**WHAT YOU SHOULD DO**
Return only those lines of the listing in which "checks" appears.

::: DATASET EXTRACT :::

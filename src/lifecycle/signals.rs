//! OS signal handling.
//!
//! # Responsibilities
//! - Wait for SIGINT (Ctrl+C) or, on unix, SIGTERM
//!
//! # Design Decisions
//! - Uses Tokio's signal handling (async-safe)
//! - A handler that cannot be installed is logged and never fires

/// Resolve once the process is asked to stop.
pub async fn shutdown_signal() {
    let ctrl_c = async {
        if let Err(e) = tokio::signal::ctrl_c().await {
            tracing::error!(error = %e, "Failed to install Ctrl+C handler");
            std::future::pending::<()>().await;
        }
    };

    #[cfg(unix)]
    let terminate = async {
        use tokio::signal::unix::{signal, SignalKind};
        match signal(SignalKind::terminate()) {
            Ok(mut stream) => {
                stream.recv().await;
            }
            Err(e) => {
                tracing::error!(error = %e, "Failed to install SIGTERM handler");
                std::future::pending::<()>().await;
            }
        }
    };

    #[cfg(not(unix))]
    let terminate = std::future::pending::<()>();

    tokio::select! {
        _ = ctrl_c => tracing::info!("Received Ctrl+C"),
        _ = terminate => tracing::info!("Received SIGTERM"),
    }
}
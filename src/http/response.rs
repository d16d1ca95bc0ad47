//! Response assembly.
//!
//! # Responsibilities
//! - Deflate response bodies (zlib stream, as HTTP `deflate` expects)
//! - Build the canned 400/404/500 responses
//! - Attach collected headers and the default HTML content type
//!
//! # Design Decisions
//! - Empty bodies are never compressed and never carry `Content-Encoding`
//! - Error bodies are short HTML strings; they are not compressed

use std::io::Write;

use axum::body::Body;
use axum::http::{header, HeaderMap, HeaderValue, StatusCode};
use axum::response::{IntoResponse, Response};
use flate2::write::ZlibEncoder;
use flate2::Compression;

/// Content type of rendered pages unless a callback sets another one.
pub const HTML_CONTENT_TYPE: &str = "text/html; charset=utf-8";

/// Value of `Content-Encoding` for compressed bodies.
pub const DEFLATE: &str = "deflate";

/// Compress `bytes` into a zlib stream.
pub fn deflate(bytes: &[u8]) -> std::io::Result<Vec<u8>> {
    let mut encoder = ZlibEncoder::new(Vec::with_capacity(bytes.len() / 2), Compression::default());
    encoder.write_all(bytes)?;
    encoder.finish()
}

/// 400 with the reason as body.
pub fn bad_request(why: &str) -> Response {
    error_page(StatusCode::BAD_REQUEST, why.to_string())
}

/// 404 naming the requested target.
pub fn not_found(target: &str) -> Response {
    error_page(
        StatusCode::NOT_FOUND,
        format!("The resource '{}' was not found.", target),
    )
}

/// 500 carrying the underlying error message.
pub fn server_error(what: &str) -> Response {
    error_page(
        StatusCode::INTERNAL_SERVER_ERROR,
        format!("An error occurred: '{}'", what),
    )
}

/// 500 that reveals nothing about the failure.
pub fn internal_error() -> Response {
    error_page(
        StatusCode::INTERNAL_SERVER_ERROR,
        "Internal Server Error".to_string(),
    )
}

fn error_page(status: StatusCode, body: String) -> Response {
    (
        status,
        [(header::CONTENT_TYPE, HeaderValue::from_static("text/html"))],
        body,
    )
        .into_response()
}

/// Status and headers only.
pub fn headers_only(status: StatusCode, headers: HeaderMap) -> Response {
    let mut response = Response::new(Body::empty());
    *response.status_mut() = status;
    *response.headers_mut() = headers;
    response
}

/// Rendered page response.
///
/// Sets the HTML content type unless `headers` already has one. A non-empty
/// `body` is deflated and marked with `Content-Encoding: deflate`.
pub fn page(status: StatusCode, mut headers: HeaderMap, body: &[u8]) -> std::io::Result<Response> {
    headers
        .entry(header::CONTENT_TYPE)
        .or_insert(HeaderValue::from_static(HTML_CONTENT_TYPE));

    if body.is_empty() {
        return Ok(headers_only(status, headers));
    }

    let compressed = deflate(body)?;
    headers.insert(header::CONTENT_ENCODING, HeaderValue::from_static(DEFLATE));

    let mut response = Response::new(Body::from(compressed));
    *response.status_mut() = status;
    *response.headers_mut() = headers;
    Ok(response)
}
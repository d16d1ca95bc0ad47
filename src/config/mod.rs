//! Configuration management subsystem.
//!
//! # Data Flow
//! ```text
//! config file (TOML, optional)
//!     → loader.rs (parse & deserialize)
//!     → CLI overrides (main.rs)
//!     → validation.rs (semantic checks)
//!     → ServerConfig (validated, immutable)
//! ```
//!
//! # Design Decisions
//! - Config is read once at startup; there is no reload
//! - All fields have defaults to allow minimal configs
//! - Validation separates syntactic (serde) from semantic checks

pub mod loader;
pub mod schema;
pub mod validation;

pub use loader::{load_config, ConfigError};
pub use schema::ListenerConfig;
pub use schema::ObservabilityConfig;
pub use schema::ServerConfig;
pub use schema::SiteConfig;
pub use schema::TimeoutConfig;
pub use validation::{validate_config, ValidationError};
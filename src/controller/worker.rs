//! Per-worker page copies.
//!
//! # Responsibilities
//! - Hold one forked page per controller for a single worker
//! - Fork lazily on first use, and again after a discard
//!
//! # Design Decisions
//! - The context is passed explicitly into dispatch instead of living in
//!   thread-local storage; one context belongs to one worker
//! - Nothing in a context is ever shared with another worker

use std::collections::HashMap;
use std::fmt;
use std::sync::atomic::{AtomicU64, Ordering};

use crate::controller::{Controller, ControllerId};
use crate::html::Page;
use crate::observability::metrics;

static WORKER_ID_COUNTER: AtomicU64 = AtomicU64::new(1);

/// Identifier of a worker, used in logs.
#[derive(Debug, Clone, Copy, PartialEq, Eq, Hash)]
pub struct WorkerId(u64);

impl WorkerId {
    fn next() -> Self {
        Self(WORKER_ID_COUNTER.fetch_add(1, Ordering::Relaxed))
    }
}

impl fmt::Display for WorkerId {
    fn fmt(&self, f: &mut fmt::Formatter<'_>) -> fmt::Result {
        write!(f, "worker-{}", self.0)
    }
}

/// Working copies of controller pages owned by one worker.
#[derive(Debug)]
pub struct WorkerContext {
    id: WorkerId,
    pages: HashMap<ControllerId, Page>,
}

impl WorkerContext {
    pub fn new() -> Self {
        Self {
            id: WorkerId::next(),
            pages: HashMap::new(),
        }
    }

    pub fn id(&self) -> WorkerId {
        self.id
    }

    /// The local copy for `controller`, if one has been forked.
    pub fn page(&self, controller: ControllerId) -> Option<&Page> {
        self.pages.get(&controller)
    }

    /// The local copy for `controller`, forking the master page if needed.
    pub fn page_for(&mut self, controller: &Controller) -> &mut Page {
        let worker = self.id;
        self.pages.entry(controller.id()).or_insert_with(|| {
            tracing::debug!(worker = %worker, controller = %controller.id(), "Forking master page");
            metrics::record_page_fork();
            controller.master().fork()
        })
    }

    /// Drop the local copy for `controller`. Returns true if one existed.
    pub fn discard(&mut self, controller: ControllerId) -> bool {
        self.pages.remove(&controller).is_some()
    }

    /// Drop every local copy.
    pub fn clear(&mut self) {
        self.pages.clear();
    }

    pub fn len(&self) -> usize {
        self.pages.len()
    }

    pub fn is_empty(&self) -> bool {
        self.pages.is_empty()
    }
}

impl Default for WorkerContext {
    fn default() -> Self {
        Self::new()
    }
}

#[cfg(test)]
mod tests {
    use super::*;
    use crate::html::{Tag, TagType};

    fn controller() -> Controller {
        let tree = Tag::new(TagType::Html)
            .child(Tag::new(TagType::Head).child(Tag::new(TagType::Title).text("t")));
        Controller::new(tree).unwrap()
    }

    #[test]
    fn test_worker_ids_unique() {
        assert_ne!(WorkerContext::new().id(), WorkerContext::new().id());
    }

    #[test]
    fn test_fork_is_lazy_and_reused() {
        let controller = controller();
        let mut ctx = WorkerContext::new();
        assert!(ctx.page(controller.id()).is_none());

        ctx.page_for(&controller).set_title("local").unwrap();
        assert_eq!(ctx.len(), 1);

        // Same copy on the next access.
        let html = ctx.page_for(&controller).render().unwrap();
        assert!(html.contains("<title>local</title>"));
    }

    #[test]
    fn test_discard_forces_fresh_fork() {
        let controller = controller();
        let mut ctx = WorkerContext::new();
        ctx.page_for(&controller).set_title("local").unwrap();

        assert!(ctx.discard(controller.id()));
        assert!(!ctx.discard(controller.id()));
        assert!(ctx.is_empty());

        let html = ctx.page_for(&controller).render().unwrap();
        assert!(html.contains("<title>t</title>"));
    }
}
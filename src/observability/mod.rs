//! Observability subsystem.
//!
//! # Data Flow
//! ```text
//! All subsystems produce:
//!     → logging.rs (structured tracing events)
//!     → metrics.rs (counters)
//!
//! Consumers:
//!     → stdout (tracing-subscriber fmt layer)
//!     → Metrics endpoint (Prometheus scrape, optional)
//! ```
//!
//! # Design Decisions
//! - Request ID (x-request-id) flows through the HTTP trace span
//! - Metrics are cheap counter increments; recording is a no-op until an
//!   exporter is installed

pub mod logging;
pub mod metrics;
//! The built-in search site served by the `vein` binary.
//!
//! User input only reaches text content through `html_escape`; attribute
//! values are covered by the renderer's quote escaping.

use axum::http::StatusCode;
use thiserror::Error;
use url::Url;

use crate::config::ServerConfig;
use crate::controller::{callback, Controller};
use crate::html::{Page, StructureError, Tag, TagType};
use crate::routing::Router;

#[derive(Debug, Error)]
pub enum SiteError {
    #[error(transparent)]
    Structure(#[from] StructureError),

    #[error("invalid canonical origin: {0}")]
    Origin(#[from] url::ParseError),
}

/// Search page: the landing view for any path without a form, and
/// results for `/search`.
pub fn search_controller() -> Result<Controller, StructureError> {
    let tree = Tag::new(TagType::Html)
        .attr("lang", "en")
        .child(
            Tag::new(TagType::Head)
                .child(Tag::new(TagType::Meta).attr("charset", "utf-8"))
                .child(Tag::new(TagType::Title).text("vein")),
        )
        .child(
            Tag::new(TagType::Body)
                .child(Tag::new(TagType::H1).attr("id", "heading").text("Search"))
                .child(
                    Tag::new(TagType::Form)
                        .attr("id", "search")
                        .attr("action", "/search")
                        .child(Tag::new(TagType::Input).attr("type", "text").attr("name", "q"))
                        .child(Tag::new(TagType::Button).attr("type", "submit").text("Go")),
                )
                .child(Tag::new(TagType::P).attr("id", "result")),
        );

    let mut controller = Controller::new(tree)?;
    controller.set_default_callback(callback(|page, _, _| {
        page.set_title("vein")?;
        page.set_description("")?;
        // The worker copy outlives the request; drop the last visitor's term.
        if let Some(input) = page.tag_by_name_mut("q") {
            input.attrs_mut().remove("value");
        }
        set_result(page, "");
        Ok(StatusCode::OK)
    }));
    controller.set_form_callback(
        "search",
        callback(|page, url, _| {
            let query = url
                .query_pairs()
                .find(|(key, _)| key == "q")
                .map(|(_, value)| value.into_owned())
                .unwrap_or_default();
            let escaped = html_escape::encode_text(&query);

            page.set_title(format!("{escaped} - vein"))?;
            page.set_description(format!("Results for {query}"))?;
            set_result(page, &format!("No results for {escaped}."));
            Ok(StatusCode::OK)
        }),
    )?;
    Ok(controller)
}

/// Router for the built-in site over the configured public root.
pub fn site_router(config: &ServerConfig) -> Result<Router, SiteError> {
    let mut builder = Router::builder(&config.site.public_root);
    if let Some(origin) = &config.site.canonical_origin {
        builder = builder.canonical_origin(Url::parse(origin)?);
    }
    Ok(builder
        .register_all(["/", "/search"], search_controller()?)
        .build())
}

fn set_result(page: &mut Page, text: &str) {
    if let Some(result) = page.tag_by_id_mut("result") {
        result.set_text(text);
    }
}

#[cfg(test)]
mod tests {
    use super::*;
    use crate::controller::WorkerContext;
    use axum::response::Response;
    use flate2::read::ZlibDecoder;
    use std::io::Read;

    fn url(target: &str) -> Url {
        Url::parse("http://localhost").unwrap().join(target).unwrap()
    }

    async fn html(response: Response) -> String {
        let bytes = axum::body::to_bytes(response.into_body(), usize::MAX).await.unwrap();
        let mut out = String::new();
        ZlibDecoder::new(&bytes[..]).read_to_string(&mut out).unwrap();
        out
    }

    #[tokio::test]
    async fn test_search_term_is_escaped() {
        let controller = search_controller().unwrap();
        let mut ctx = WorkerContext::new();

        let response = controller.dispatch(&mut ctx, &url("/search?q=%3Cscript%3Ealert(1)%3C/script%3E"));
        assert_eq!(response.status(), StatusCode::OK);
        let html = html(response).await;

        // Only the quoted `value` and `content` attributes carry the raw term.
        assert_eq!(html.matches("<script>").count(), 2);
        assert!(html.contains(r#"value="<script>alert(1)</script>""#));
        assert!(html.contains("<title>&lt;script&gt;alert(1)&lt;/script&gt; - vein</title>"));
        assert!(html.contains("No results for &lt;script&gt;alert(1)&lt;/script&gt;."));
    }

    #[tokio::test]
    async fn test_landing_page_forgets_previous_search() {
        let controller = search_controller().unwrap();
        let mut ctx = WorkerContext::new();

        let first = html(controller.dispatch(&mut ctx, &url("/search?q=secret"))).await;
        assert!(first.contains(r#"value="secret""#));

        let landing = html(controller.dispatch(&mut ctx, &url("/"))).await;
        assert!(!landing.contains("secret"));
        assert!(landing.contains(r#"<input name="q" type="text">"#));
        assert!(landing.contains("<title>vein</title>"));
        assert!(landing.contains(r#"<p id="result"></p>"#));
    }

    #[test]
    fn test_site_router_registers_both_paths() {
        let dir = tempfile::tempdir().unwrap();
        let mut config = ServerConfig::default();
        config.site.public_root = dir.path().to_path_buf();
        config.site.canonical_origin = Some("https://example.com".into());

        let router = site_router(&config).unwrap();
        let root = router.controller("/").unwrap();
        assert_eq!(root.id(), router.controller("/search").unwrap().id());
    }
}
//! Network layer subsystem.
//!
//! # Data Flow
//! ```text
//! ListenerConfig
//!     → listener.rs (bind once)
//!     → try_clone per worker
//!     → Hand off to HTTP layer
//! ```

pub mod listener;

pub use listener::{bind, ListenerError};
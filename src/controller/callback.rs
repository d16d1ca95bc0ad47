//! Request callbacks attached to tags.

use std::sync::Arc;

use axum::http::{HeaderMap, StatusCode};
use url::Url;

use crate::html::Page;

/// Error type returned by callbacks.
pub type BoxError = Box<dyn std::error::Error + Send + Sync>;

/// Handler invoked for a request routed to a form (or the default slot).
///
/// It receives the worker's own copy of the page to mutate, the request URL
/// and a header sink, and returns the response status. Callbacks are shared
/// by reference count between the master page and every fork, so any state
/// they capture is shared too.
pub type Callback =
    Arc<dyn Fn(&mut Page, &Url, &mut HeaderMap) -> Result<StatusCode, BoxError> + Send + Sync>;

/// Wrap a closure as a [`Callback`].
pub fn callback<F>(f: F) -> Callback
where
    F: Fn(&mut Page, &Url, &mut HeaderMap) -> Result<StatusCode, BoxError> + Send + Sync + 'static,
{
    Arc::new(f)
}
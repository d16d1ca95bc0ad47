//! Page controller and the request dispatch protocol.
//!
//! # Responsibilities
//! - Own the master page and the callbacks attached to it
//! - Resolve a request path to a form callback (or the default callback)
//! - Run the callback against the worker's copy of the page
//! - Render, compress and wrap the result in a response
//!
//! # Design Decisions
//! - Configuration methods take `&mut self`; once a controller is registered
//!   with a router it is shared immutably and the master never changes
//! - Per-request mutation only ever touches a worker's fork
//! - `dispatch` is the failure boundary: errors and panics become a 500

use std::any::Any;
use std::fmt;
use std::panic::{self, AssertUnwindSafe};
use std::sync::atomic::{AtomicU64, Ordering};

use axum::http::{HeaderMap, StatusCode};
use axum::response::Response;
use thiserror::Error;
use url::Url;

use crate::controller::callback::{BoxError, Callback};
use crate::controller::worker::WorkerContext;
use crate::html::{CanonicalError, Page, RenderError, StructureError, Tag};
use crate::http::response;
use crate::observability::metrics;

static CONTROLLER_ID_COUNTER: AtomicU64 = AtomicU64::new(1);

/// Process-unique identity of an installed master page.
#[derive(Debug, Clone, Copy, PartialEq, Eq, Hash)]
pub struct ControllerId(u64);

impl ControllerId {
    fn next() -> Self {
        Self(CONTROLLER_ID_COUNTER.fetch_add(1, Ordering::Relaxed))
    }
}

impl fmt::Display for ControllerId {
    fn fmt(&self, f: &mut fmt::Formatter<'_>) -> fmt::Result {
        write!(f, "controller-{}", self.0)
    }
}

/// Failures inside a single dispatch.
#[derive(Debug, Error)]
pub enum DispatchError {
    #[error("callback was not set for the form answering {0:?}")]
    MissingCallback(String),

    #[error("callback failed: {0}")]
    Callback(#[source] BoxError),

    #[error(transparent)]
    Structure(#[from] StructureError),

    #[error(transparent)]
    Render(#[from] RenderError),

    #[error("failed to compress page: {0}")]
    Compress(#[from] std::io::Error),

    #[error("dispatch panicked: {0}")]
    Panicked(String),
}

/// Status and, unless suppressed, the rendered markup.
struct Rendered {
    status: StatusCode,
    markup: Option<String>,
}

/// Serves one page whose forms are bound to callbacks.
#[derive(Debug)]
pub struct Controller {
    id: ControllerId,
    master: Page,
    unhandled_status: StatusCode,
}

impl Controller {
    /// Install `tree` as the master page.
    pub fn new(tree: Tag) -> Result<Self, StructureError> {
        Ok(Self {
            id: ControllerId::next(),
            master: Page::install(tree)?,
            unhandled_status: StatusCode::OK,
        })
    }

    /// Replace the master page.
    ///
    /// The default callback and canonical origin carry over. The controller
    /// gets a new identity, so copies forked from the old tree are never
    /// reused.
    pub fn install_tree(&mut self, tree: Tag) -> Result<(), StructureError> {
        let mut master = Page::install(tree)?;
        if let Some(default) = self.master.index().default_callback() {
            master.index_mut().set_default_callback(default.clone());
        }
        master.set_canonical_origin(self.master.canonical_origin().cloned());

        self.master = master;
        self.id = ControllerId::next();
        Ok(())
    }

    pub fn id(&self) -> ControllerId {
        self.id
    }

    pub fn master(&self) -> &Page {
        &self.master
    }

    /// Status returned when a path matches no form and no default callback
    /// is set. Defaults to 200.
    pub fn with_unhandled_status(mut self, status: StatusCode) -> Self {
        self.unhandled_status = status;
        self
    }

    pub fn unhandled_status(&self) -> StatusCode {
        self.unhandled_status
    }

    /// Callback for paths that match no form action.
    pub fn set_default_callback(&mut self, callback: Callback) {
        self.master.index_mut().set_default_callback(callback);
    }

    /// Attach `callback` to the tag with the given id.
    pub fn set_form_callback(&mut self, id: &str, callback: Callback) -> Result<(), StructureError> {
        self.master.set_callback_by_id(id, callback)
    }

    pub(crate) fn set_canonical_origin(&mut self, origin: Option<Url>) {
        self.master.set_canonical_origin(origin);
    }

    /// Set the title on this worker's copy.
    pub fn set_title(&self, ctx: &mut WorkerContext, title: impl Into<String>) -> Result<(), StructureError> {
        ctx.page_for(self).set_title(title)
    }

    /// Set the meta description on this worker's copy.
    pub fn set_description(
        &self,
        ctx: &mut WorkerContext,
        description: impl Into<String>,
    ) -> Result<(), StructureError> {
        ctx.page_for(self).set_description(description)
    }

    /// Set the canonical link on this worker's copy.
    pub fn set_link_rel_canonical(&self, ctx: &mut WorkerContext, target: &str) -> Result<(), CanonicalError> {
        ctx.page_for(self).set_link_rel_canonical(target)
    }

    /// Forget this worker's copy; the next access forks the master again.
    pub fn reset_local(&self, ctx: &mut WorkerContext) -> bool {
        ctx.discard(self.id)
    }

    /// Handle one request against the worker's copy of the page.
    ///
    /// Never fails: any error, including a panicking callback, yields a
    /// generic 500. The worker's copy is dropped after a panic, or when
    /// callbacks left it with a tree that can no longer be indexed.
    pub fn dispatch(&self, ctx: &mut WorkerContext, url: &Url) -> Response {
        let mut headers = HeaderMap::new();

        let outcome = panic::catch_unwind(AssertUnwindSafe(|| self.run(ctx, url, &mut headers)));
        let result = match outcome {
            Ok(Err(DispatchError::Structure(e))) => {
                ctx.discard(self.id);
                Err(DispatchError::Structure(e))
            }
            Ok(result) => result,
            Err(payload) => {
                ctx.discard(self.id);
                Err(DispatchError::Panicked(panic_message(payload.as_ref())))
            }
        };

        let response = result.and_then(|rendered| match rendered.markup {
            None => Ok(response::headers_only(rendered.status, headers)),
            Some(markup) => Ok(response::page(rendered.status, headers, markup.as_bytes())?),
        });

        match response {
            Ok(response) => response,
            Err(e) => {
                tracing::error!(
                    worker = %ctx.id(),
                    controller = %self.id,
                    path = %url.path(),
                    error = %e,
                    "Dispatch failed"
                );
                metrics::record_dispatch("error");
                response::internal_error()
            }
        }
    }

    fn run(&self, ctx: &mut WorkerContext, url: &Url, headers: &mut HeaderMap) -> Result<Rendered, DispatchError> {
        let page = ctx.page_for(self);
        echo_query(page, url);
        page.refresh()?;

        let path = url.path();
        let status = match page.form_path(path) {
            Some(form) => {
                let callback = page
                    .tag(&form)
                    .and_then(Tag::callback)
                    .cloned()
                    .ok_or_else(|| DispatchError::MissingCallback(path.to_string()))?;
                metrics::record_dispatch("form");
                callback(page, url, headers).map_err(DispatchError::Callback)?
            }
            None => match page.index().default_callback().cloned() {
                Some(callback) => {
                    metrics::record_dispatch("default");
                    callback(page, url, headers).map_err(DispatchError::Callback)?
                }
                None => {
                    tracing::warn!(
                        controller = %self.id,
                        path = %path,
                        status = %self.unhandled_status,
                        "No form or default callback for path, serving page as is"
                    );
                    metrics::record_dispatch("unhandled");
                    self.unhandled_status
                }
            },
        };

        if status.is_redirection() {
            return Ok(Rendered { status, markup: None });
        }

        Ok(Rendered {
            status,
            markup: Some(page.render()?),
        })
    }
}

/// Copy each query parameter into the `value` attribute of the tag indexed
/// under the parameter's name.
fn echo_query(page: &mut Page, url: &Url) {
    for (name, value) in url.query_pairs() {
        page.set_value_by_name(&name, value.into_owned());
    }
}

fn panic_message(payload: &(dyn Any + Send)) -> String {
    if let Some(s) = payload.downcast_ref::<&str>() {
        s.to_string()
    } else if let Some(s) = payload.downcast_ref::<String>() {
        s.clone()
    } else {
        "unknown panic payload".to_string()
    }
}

:::

**RESPONSE AREA**
//!     → validation.rs (semantic checks)
//! - Validation separates syntactic (serde) from semantic checks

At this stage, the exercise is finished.